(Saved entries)
┄┄┄┄┄┄

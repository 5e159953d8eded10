// =============================================================================
// RiskService — portfolio-level gate between signals and execution
// =============================================================================
//
// Reads the signals stream, reconstructs portfolio heat from open positions
// on every evaluation, applies the circuit breakers and leverage cap, and
// republishes surviving signals with `risk_approved: true`.
//
// Processing is strictly sequential: the heat computed for signal N already
// reflects every position opened by earlier approvals.
// =============================================================================

use anyhow::Result;
use tracing::{error, info, warn};

use crate::bus::{BusError, EventBus, DEFAULT_BLOCK_MS};
use crate::config::Settings;
use crate::events::{Event, SignalPayload, EVENT_APPROVED_SIGNAL};
use crate::risk::{apply_circuit_breakers, PortfolioState};
use crate::services::Shutdown;
use crate::store::TradingStore;

pub struct RiskService {
    settings: Settings,
    bus: EventBus,
    store: TradingStore,
    shutdown: Shutdown,
    last_id: String,
}

impl RiskService {
    pub fn new(settings: Settings, bus: EventBus, store: TradingStore, shutdown: Shutdown) -> Self {
        Self {
            settings,
            bus,
            store,
            shutdown,
            last_id: "0-0".to_string(),
        }
    }

    pub async fn run(&mut self) -> Result<()> {
        info!("risk service started");
        let signal_stream = self.settings.redis.streams.signals.clone();
        while !self.shutdown.is_stopping() {
            let consumed = self
                .bus
                .consume(&signal_stream, &self.last_id, DEFAULT_BLOCK_MS)
                .await;
            match consumed {
                Ok((event, message_id)) => {
                    self.last_id = message_id;
                    if let Err(e) = self.handle_signal(&event).await {
                        error!(error = %e, "signal evaluation failed");
                    }
                }
                Err(BusError::Timeout) => continue,
                Err(e) => {
                    warn!(error = %e, "signal consume failed; retrying");
                    self.shutdown.sleep(std::time::Duration::from_millis(500)).await;
                }
            }
        }
        info!("risk service stopped");
        Ok(())
    }

    /// Evaluate one signal. Rejections drop the signal (they are expected
    /// outcomes, not errors); only store access failures propagate.
    pub async fn handle_signal(&self, event: &Event) -> Result<()> {
        let signal: SignalPayload = match event.decode() {
            Ok(s) => s,
            Err(e) => {
                warn!(error = %e, "undecodable signal dropped");
                return Ok(());
            }
        };
        let Some((stop_distance, position_size)) = signal.checked_risk() else {
            warn!(
                strategy = %signal.strategy,
                symbol = %signal.symbol,
                "signal missing risk parameters; dropped"
            );
            return Ok(());
        };

        let equity = self.current_equity().await?;
        let open_risk = self.store.open_risk().await?;
        let candidate_risk = stop_distance * position_size;

        // TODO: feed daily_loss and drawdown from a PnL service once one
        // exists; until then only the heat breaker can trip organically.
        let state = PortfolioState {
            equity,
            open_risk: open_risk + candidate_risk,
            daily_loss: 0.0,
            cumulative_drawdown: 0.0,
        };
        if apply_circuit_breakers(&state, &self.settings.risk) {
            error!(
                strategy = %signal.strategy,
                symbol = %signal.symbol,
                open_risk,
                candidate_risk,
                "signal rejected by circuit breaker"
            );
            return Ok(());
        }

        if position_size / equity > self.settings.risk.max_leverage {
            warn!(
                strategy = %signal.strategy,
                symbol = %signal.symbol,
                notional = position_size,
                equity,
                "signal_rejected_leverage"
            );
            return Ok(());
        }

        // Republish the payload unchanged apart from the approval mark.
        let mut payload = event.payload.clone();
        payload["risk_approved"] = serde_json::Value::Bool(true);
        let approved = Event::new(EVENT_APPROVED_SIGNAL, payload);
        let stream = self.settings.redis.streams.approved_signals.clone();
        self.bus
            .publish(&stream, &approved)
            .await
            .map_err(|e| anyhow::anyhow!("failed to publish approved signal: {e}"))?;
        info!(
            strategy = %signal.strategy,
            symbol = %signal.symbol,
            decision = %signal.decision,
            "signal approved"
        );
        Ok(())
    }

    /// Latest persisted equity; the configured placeholder until an account
    /// snapshot exists.
    async fn current_equity(&self) -> Result<f64> {
        Ok(self
            .store
            .latest_account_state()
            .await?
            .map(|state| state.equity)
            .unwrap_or(self.settings.risk.placeholder_equity))
    }
}
// =============================================================================
// Trading-state entities: orders, positions, account snapshots
// =============================================================================

use chrono::{DateTime, Utc};
use serde::{Deserialize, Serialize};
use uuid::Uuid;

// ---------------------------------------------------------------------------
// Order enums
// ---------------------------------------------------------------------------

#[derive(Debug, Clone, Copy, PartialEq, Eq, Serialize, Deserialize)]
#[serde(rename_all = "snake_case")]
pub enum OrderSide {
    Buy,
    Sell,
}

impl OrderSide {
    pub fn opposite(self) -> Self {
        match self {
            Self::Buy => Self::Sell,
            Self::Sell => Self::Buy,
        }
    }

    pub fn as_str(self) -> &'static str {
        match self {
            Self::Buy => "buy",
            Self::Sell => "sell",
        }
    }

    pub fn parse(s: &str) -> Option<Self> {
        match s {
            "buy" => Some(Self::Buy),
            "sell" => Some(Self::Sell),
            _ => None,
        }
    }
}

impl std::fmt::Display for OrderSide {
    fn fmt(&self, f: &mut std::fmt::Formatter<'_>) -> std::fmt::Result {
        f.write_str(self.as_str())
    }
}

#[derive(Debug, Clone, Copy, PartialEq, Eq, Serialize, Deserialize)]
#[serde(rename_all = "snake_case")]
pub enum OrderType {
    Market,
    Limit,
    StopMarket,
    StopLimit,
    TakeProfit,
}

impl OrderType {
    pub fn as_str(self) -> &'static str {
        match self {
            Self::Market => "market",
            Self::Limit => "limit",
            Self::StopMarket => "stop_market",
            Self::StopLimit => "stop_limit",
            Self::TakeProfit => "take_profit",
        }
    }

    pub fn parse(s: &str) -> Option<Self> {
        match s {
            "market" => Some(Self::Market),
            "limit" => Some(Self::Limit),
            "stop_market" => Some(Self::StopMarket),
            "stop_limit" => Some(Self::StopLimit),
            "take_profit" => Some(Self::TakeProfit),
            _ => None,
        }
    }
}

impl std::fmt::Display for OrderType {
    fn fmt(&self, f: &mut std::fmt::Formatter<'_>) -> std::fmt::Result {
        f.write_str(self.as_str())
    }
}

/// Order lifecycle. Transitions are monotone:
/// `new -> pending -> (partially_filled)* -> filled | canceled | rejected`.
#[derive(Debug, Clone, Copy, PartialEq, Eq, Serialize, Deserialize)]
#[serde(rename_all = "snake_case")]
pub enum OrderStatus {
    New,
    Pending,
    PartiallyFilled,
    Filled,
    Canceled,
    Rejected,
}

impl OrderStatus {
    pub fn as_str(self) -> &'static str {
        match self {
            Self::New => "new",
            Self::Pending => "pending",
            Self::PartiallyFilled => "partially_filled",
            Self::Filled => "filled",
            Self::Canceled => "canceled",
            Self::Rejected => "rejected",
        }
    }

    pub fn parse(s: &str) -> Option<Self> {
        match s {
            "new" => Some(Self::New),
            "pending" => Some(Self::Pending),
            "partially_filled" => Some(Self::PartiallyFilled),
            "filled" => Some(Self::Filled),
            "canceled" => Some(Self::Canceled),
            "rejected" => Some(Self::Rejected),
            _ => None,
        }
    }

    /// Whether moving from `self` to `next` respects the monotone lifecycle.
    pub fn can_transition_to(self, next: OrderStatus) -> bool {
        use OrderStatus::*;
        match (self, next) {
            (New, Pending) | (New, Rejected) => true,
            (Pending, PartiallyFilled)
            | (Pending, Filled)
            | (Pending, Canceled)
            | (Pending, Rejected) => true,
            (PartiallyFilled, PartiallyFilled)
            | (PartiallyFilled, Filled)
            | (PartiallyFilled, Canceled) => true,
            _ => false,
        }
    }

    pub fn is_terminal(self) -> bool {
        matches!(self, Self::Filled | Self::Canceled | Self::Rejected)
    }
}

impl std::fmt::Display for OrderStatus {
    fn fmt(&self, f: &mut std::fmt::Formatter<'_>) -> std::fmt::Result {
        f.write_str(self.as_str())
    }
}

// ---------------------------------------------------------------------------
// Entities
// ---------------------------------------------------------------------------

/// An intent to trade, submitted (or to be submitted) to a venue.
///
/// `client_order_id` is the system-wide idempotency key: unique in the store
/// and echoed to the venue so redelivered events cannot double-submit.
#[derive(Debug, Clone, Serialize, Deserialize)]
pub struct Order {
    pub id: Uuid,
    pub client_order_id: String,
    pub external_order_id: Option<String>,
    pub strategy: String,
    pub symbol: String,
    pub exchange: String,
    pub side: OrderSide,
    pub order_type: OrderType,
    pub status: OrderStatus,
    pub quantity: f64,
    pub filled_quantity: f64,
    pub price: Option<f64>,
    pub stop_price: Option<f64>,
    pub reduce_only: bool,
    pub time_in_force: Option<String>,
    pub raw_request: Option<serde_json::Value>,
    pub raw_response: Option<serde_json::Value>,
    pub created_at: DateTime<Utc>,
    pub updated_at: DateTime<Utc>,
}

/// Net exposure for (symbol, exchange, strategy). At most one open row per
/// key; an open position must have a reduce-only stop resting on the venue.
#[derive(Debug, Clone, Serialize, Deserialize)]
pub struct Position {
    pub id: Uuid,
    pub symbol: String,
    pub exchange: String,
    pub strategy: String,
    /// Signed: positive long, negative short.
    pub quantity: f64,
    pub entry_price: f64,
    pub stop_price: f64,
    pub take_profit_price: Option<f64>,
    pub reduce_only_stop_installed: bool,
    pub opened_at: DateTime<Utc>,
    pub updated_at: DateTime<Utc>,
    pub closed_at: Option<DateTime<Utc>>,
}

impl Position {
    pub fn is_open(&self) -> bool {
        self.closed_at.is_none() && self.quantity != 0.0
    }

    /// Currency-at-risk if the stop is hit.
    pub fn open_risk(&self) -> f64 {
        (self.entry_price - self.stop_price).abs() * self.quantity.abs()
    }
}

/// Append-only equity snapshot per account.
#[derive(Debug, Clone, Serialize, Deserialize)]
pub struct AccountState {
    pub id: Uuid,
    pub account_id: String,
    pub equity: f64,
    pub cash: f64,
    pub buying_power: f64,
    pub leverage: f64,
    pub timestamp: DateTime<Utc>,
}
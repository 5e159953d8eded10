// =============================================================================
// meridian — run one pipeline service
// =============================================================================

use std::path::PathBuf;

use anyhow::Result;
use clap::{Parser, ValueEnum};
use tracing::{info, warn};
use tracing_subscriber::EnvFilter;

use meridian::bus::EventBus;
use meridian::config::Settings;
use meridian::services::{
    data::DataService, execution::ExecutionService, monitor::MonitorService,
    reconciliation::ReconciliationService, risk::RiskService, shutdown_channel,
    strategy::StrategyService,
};
use meridian::store::TradingStore;

#[derive(Debug, Clone, Copy, PartialEq, Eq, ValueEnum)]
enum ServiceName {
    Data,
    Strategy,
    Risk,
    Execution,
    Reconciliation,
    Monitor,
}

#[derive(Parser, Debug)]
#[command(name = "meridian")]
#[command(about = "Run one service of the trading pipeline")]
struct Cli {
    /// Service to launch.
    #[arg(value_enum)]
    service: ServiceName,

    /// Path to the YAML configuration file.
    #[arg(long)]
    config: Option<PathBuf>,

    /// Logging level when RUST_LOG is unset.
    #[arg(long, default_value = "info")]
    log_level: String,
}

#[tokio::main]
async fn main() -> Result<()> {
    let _ = dotenv::dotenv();
    let cli = Cli::parse();

    tracing_subscriber::fmt()
        .with_env_filter(
            EnvFilter::try_from_default_env()
                .unwrap_or_else(|_| EnvFilter::new(cli.log_level.clone())),
        )
        .init();

    // Setup-phase failures (config, bus, store) terminate the process;
    // everything after this point is handled inside the service loops.
    let settings = Settings::load(cli.config.as_deref())?;
    let bus = EventBus::connect(&settings.redis)
        .await
        .map_err(|e| anyhow::anyhow!("bus connect failed: {e}"))?;

    let (handle, shutdown) = shutdown_channel();
    tokio::spawn(async move {
        if tokio::signal::ctrl_c().await.is_ok() {
            warn!("shutdown signal received; stopping");
            handle.stop();
        }
    });

    info!(service = ?cli.service, "service starting");
    match cli.service {
        ServiceName::Data => {
            DataService::new(settings, bus, shutdown)?.run().await?;
        }
        ServiceName::Strategy => {
            StrategyService::new(settings, bus, shutdown).run().await?;
        }
        ServiceName::Risk => {
            let store = TradingStore::connect(&settings.database).await?;
            RiskService::new(settings, bus, store, shutdown)
                .run()
                .await?;
        }
        ServiceName::Execution => {
            let store = TradingStore::connect(&settings.database).await?;
            ExecutionService::new(settings, bus, store, shutdown)?
                .run()
                .await?;
        }
        ServiceName::Reconciliation => {
            let store = TradingStore::connect(&settings.database).await?;
            ReconciliationService::new(settings, bus, store, shutdown)?
                .run()
                .await?;
        }
        ServiceName::Monitor => {
            MonitorService::new(settings, shutdown).run().await?;
        }
    }

    info!("service exited cleanly");
    Ok(())
}
impl ExecutionService {
    pub fn new(
        settings: Settings,
        bus: EventBus,
        store: TradingStore,
        shutdown: Shutdown,
    ) -> Result<Self> {
        let adapters = build_adapters(&settings.exchanges)?;
        Ok(Self {
            settings,
            bus,
            store,
            adapters,
            shutdown,
            signals_cursor: "0-0".to_string(),
            repairs_cursor: "0-0".to_string(),
        })
    }

    /// Test hook: swap in pre-built adapters (mock venues).
    pub fn with_adapters(mut self, adapters: HashMap<String, Arc<dyn ExchangeAdapter>>) -> Self {
        self.adapters = adapters;
        self
    }

    pub async fn run(&mut self) -> Result<()> {
        info!(dry_run = self.settings.app.dry_run, "execution service started");
        let approved_stream = self.settings.redis.streams.approved_signals.clone();
        let repair_stream = self.settings.redis.streams.reconciliations.clone();

        while !self.shutdown.is_stopping() {
            // Fan-in over two cursors: approved signals first, then repair
            // requests. Each stream keeps FIFO order against its own cursor.
            let consumed = self
                .bus
                .consume(&approved_stream, &self.signals_cursor, FAN_IN_BLOCK_MS)
                .await;
            match consumed {
                Ok((event, message_id)) => {
                    self.signals_cursor = message_id;
                    self.handle_approved_signal(&event).await;
                }
                Err(BusError::Timeout) => {}
                Err(e) => {
                    warn!(error = %e, "approved signal consume failed; retrying");
                    self.shutdown.sleep(std::time::Duration::from_millis(500)).await;
                }
            }
            let consumed = self
                .bus
                .consume(&repair_stream, &self.repairs_cursor, FAN_IN_BLOCK_MS)
                .await;
            match consumed {
                Ok((event, message_id)) => {
                    self.repairs_cursor = message_id;
                    self.handle_repair(&event).await;
                }
                Err(BusError::Timeout) => {}
                Err(e) => {
                    warn!(error = %e, "repair consume failed; retrying");
                    self.shutdown.sleep(std::time::Duration::from_millis(500)).await;
                }
            }
        }

        for adapter in self.adapters.values() {
            let _ = adapter.close().await;
        }
        info!("execution service stopped");
        Ok(())
    }

    // -------------------------------------------------------------------------
    // Approved signals
    // -------------------------------------------------------------------------

    pub async fn handle_approved_signal(&self, event: &Event) {
        let signal: SignalPayload = match event.decode() {
            Ok(s) => s,
            Err(e) => {
                error!(error = %e, "undecodable approved signal dropped");
                return;
            }
        };
        let Some(adapter) = self.adapters.get(&signal.exchange) else {
            error!(exchange = %signal.exchange, "unknown exchange; signal dropped");
            return;
        };
        let Some((stop_distance, position_size)) = signal.checked_risk() else {
            error!(
                strategy = %signal.strategy,
                symbol = %signal.symbol,
                "approved signal missing risk parameters; dropped"
            );
            return;
        };
        let Some(side) = OrderSide::parse(&signal.decision) else {
            error!(decision = %signal.decision, "unknown decision; signal dropped");
            return;
        };

        let timestamp_ns = signal
            .timestamp_ns
            .unwrap_or_else(|| Utc::now().timestamp_nanos_opt().unwrap_or(0));
        let client_order_id = make_client_order_id(
            &signal.strategy,
            &signal.symbol,
            side.as_str(),
            timestamp_ns,
            ENTRY_NONCE,
        );

        // Redelivery guard: an existing row means a previous delivery of this
        // event already ran.
        match self.store.order_exists(&client_order_id).await {
            Ok(true) => {
                debug!(client_order_id, "duplicate delivery; already recorded");
                return;
            }
            Ok(false) => {}
            Err(e) => {
                error!(error = %e, "order lookup failed; signal dropped");
                return;
            }
        }

        let request = OrderRequest {
            symbol: signal.symbol.clone(),
            order_type: OrderType::Limit,
            side,
            amount: position_size,
            price: Some(signal.price),
            params: OrderParams {
                client_order_id: client_order_id.clone(),
                reduce_only: false,
                stop_price: None,
                time_in_force: Some("GTC".to_string()),
            },
        };

        if self.settings.app.dry_run {
            info!(client_order_id, symbol = %signal.symbol, "dry run: order recorded, not submitted");
            if let Err(e) = self
                .record_order(
                    &signal,
                    &request,
                    OrderStatus::New,
                    json!({"status": "dry_run"}),
                    None,
                )
                .await
            {
                error!(error = %e, "failed to record dry-run order");
            }
            return;
        }

        match adapter.create_order(&request).await {
            Ok(response) => {
                let external_id = response["orderId"].as_u64().map(|id| id.to_string());
                if let Err(e) = self
                    .record_order(
                        &signal,
                        &request,
                        OrderStatus::Pending,
                        response.clone(),
                        external_id,
                    )
                    .await
                {
                    error!(error = %e, client_order_id, "failed to record submitted order");
                }
                self.publish_execution(&signal, &client_order_id, &response)
                    .await;
                self.install_stop(
                    adapter.as_ref(),
                    &signal,
                    side,
                    stop_distance,
                    position_size,
                    timestamp_ns,
                )
                .await;
            }
            Err(e) => {
                // No rollback of anything persisted; the reconciler audits
                // whatever state the venue ended up in.
                error!(
                    exchange = %signal.exchange,
                    symbol = %signal.symbol,
                    client_order_id,
                    error = %e,
                    "entry order submission failed"
                );
            }
        }
    }

    /// Install the mandatory reduce-only stop after a successful entry and
    /// bring the position row up to date.
    async fn install_stop(
        &self,
        adapter: &dyn ExchangeAdapter,
        signal: &SignalPayload,
        side: OrderSide,
        stop_distance: f64,
        position_size: f64,
        timestamp_ns: i64,
    ) {
        let stop_side = side.opposite();
        let stop_price = match side {
            OrderSide::Buy => signal.price - stop_distance,
            OrderSide::Sell => signal.price + stop_distance,
        };
        let stop_client_id = make_client_order_id(
            &signal.strategy,
            &signal.symbol,
            stop_side.as_str(),
            timestamp_ns,
            STOP_NONCE,
        );
        let request = OrderRequest {
            symbol: signal.symbol.clone(),
            order_type: OrderType::StopMarket,
            side: stop_side,
            amount: position_size,
            price: None,
            params: OrderParams {
                client_order_id: stop_client_id,
                reduce_only: true,
                stop_price: Some(stop_price),
                time_in_force: None,
            },
        };

        match adapter.create_order(&request).await {
            Ok(_) => {
                info!(
                    exchange = %signal.exchange,
                    symbol = %signal.symbol,
                    stop_price,
                    "protective stop installed"
                );
                let quantity_delta = match side {
                    OrderSide::Buy => position_size,
                    OrderSide::Sell => -position_size,
                };
                if let Err(e) = self
                    .store
                    .apply_position_fill(
                        &signal.symbol,
                        &signal.exchange,
                        &signal.strategy,
                        quantity_delta,
                        signal.price,
                        stop_price,
                    )
                    .await
                {
                    error!(error = %e, symbol = %signal.symbol, "position update failed");
                }
            }
            Err(e) => {
                // The entry is live without protection; the reconciler will
                // find the uncovered position and request a repair.
                error!(
                    exchange = %signal.exchange,
                    symbol = %signal.symbol,
                    stop_price,
                    error = %e,
                    "CRITICAL: stop installation failed"
                );
            }
        }
    }

    // -------------------------------------------------------------------------
    // Repair requests from the reconciler
    // -------------------------------------------------------------------------

    pub async fn handle_repair(&self, event: &Event) {
        let repair: ReinstallStopPayload = match event.decode() {
            Ok(r) => r,
            Err(e) => {
                error!(error = %e, "undecodable repair request dropped");
                return;
            }
        };
        if self.settings.app.dry_run {
            info!(symbol = %repair.symbol, "dry run: stop reinstall skipped");
            return;
        }
        let Some(adapter) = self.adapters.get(&repair.exchange) else {
            error!(exchange = %repair.exchange, "unknown exchange in repair request");
            return;
        };

        let stop_side = if repair.quantity >= 0.0 {
            OrderSide::Sell
        } else {
            OrderSide::Buy
        };
        let now_ns = Utc::now().timestamp_nanos_opt().unwrap_or(0);
        let request = OrderRequest {
            symbol: repair.symbol.clone(),
            order_type: OrderType::StopMarket,
            side: stop_side,
            amount: repair.quantity.abs(),
            price: None,
            params: OrderParams {
                client_order_id: make_client_order_id(
                    &repair.strategy,
                    &repair.symbol,
                    stop_side.as_str(),
                    now_ns,
                    STOP_NONCE,
                ),
                reduce_only: true,
                stop_price: Some(repair.stop_price),
                time_in_force: None,
            },
        };

        match adapter.create_order(&request).await {
            Ok(_) => {
                info!(
                    symbol = %repair.symbol,
                    stop_price = repair.stop_price,
                    "protective stop reinstalled"
                );
                if let Err(e) = self
                    .store
                    .mark_stop_installed(
                        &repair.symbol,
                        &repair.exchange,
                        &repair.strategy,
                        repair.stop_price,
                    )
                    .await
                {
                    error!(error = %e, symbol = %repair.symbol, "failed to record reinstalled stop");
                }
            }
            Err(e) => {
                error!(
                    symbol = %repair.symbol,
                    error = %e,
                    "CRITICAL: stop reinstall failed"
                );
            }
        }
    }

    // -------------------------------------------------------------------------
    // Persistence + downstream events
    // -------------------------------------------------------------------------

    async fn record_order(
        &self,
        signal: &SignalPayload,
        request: &OrderRequest,
        status: OrderStatus,
        raw_response: serde_json::Value,
        external_order_id: Option<String>,
    ) -> Result<()> {
        let now = Utc::now();
        let order = Order {
            id: Uuid::new_v4(),
            client_order_id: request.params.client_order_id.clone(),
            external_order_id,
            strategy: signal.strategy.clone(),
            symbol: signal.symbol.clone(),
            exchange: signal.exchange.clone(),
            side: request.side,
            order_type: request.order_type,
            status,
            quantity: request.amount,
            filled_quantity: 0.0,
            price: request.price,
            stop_price: request.params.stop_price,
            reduce_only: request.params.reduce_only,
            time_in_force: request.params.time_in_force.clone(),
            raw_request: serde_json::to_value(request).ok(),
            raw_response: Some(raw_response),
            created_at: now,
            updated_at: now,
        };
        self.store.insert_order(&order).await?;

        // Downstream bookkeeping feed; failures here never affect the order.
        if let Ok(event) = Event::from_payload(EVENT_ORDER, &order) {
            let stream = self.settings.redis.streams.orders.clone();
            if let Err(e) = self.bus.publish(&stream, &event).await {
                warn!(error = %e, "failed to publish order event");
            }
        }
        Ok(())
    }

    async fn publish_execution(
        &self,
        signal: &SignalPayload,
        client_order_id: &str,
        response: &serde_json::Value,
    ) {
        let event = Event::new(
            EVENT_EXECUTION,
            json!({
                "client_order_id": client_order_id,
                "exchange": signal.exchange,
                "symbol": signal.symbol,
                "strategy": signal.strategy,
                "response": response,
                "timestamp": Utc::now().to_rfc3339(),
            }),
        );
        let stream = self.settings.redis.streams.executions.clone();
        if let Err(e) = self.bus.publish(&stream, &event).await {
            warn!(error = %e, "failed to publish execution event");
        }
    }
}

┄┄┄┄┄┄

_WORK TO COMPLETE_
Determine how many lines of the records contain the word "params". Reply with the number by itself.

_ANSWER FOR THE TASK_
7